▶ **Problem**: Go through the records and show each line where the word "logging" occurs.

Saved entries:
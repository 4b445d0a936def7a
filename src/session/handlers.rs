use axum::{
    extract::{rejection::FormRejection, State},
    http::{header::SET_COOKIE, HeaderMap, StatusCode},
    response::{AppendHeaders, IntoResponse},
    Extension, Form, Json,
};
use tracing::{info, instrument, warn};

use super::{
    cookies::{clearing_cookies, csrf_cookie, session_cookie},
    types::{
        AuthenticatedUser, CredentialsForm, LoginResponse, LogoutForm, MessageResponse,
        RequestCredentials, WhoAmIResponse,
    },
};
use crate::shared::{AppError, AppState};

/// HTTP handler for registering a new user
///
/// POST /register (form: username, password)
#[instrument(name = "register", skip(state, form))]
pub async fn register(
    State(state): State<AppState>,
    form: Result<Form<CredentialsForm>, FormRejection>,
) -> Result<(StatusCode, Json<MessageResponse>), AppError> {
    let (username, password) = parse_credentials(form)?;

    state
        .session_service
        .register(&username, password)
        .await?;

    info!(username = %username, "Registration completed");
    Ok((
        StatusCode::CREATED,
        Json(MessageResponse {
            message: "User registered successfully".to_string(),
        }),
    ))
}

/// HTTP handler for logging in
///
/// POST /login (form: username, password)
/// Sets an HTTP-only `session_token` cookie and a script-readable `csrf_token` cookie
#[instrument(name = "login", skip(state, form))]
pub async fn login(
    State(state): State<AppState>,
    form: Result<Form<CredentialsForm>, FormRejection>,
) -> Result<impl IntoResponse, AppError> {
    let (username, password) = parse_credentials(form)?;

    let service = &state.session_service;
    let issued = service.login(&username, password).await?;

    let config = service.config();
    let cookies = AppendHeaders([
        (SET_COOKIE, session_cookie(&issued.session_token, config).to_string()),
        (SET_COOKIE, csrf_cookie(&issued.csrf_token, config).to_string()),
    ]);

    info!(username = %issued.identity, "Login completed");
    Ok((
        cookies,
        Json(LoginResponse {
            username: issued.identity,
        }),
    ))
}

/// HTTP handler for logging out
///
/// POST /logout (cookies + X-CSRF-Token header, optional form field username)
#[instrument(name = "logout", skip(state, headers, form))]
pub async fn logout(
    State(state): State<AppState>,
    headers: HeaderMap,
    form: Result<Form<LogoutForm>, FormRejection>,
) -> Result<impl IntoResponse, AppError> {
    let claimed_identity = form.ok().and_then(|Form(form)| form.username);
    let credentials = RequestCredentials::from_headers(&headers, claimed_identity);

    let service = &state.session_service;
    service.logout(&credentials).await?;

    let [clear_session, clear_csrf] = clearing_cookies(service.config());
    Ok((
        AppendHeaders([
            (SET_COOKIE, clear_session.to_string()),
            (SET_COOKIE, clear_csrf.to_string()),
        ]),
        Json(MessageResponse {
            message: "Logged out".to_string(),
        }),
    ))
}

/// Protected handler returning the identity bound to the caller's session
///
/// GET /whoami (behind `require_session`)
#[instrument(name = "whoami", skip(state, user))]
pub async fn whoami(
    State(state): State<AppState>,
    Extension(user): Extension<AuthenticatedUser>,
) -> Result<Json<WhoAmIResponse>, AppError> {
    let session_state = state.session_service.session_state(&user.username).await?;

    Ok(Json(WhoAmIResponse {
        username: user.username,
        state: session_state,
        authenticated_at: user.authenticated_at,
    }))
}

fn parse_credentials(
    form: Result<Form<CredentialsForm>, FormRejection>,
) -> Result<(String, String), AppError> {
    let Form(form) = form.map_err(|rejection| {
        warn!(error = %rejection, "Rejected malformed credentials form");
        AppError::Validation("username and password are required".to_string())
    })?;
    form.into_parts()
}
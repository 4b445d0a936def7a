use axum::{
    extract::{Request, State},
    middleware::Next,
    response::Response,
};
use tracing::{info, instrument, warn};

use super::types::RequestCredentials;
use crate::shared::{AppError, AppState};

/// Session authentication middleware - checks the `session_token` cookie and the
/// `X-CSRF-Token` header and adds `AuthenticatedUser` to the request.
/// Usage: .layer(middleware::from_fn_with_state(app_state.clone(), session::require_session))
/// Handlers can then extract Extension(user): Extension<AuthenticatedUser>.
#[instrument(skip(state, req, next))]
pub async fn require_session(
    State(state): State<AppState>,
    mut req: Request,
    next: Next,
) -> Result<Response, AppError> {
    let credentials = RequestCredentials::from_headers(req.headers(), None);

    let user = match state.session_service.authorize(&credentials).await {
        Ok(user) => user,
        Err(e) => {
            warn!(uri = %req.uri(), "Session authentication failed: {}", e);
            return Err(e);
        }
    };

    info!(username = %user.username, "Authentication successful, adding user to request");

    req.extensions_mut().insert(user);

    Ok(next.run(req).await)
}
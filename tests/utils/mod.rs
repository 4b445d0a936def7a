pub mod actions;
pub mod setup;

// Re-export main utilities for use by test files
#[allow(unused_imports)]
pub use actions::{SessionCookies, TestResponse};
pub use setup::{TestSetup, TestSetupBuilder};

---

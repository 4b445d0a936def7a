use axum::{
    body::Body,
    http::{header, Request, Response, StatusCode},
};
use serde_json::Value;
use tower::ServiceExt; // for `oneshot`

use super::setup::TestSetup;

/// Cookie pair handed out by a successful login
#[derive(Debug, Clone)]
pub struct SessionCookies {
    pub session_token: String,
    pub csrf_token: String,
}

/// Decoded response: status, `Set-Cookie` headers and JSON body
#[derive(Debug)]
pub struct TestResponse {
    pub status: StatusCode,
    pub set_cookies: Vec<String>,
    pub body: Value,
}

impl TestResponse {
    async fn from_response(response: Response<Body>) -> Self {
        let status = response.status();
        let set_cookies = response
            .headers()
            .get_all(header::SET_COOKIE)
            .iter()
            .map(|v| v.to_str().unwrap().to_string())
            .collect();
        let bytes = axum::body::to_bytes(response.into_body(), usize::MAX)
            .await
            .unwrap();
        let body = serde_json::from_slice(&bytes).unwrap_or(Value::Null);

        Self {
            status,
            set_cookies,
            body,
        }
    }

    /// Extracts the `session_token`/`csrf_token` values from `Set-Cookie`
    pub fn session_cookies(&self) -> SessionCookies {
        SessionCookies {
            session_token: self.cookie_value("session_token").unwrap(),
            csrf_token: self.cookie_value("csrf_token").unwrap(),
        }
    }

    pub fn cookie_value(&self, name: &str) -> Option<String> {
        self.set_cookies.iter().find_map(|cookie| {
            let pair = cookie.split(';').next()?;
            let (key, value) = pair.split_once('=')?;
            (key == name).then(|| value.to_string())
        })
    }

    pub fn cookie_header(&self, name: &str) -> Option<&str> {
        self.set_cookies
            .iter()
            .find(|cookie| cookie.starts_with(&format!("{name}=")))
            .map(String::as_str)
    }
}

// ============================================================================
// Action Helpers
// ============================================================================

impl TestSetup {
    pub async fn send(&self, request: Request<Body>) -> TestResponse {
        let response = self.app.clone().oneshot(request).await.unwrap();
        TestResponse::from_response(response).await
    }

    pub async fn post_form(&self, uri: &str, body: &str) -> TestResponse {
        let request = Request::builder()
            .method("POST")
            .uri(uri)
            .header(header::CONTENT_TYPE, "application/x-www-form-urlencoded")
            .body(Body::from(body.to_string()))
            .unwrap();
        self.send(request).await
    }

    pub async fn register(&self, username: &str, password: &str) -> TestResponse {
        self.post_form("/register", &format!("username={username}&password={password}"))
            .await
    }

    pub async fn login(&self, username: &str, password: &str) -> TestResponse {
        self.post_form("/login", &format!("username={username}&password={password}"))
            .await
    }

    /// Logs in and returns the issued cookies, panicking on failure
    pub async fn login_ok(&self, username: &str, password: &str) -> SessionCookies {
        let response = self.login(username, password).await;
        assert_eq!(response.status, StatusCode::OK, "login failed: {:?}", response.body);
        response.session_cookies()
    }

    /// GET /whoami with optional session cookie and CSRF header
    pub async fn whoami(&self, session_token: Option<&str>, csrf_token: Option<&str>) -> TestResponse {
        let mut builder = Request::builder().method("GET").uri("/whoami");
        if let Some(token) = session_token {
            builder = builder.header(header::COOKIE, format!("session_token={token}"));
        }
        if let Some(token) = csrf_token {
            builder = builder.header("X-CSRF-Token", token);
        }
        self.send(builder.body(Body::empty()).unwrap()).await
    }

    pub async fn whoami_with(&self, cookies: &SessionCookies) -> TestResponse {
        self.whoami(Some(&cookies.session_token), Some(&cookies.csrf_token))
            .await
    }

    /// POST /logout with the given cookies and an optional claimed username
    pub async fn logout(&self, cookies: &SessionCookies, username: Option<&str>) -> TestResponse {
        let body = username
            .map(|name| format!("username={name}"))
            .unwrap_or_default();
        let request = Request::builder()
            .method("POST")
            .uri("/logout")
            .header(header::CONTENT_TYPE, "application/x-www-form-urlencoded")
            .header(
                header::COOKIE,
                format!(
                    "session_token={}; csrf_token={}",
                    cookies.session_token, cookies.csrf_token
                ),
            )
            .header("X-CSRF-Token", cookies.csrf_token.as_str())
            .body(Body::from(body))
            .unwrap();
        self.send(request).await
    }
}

▶ **Task answer**:
/// HTTP handler for logging in
/// HTTP handler for logging out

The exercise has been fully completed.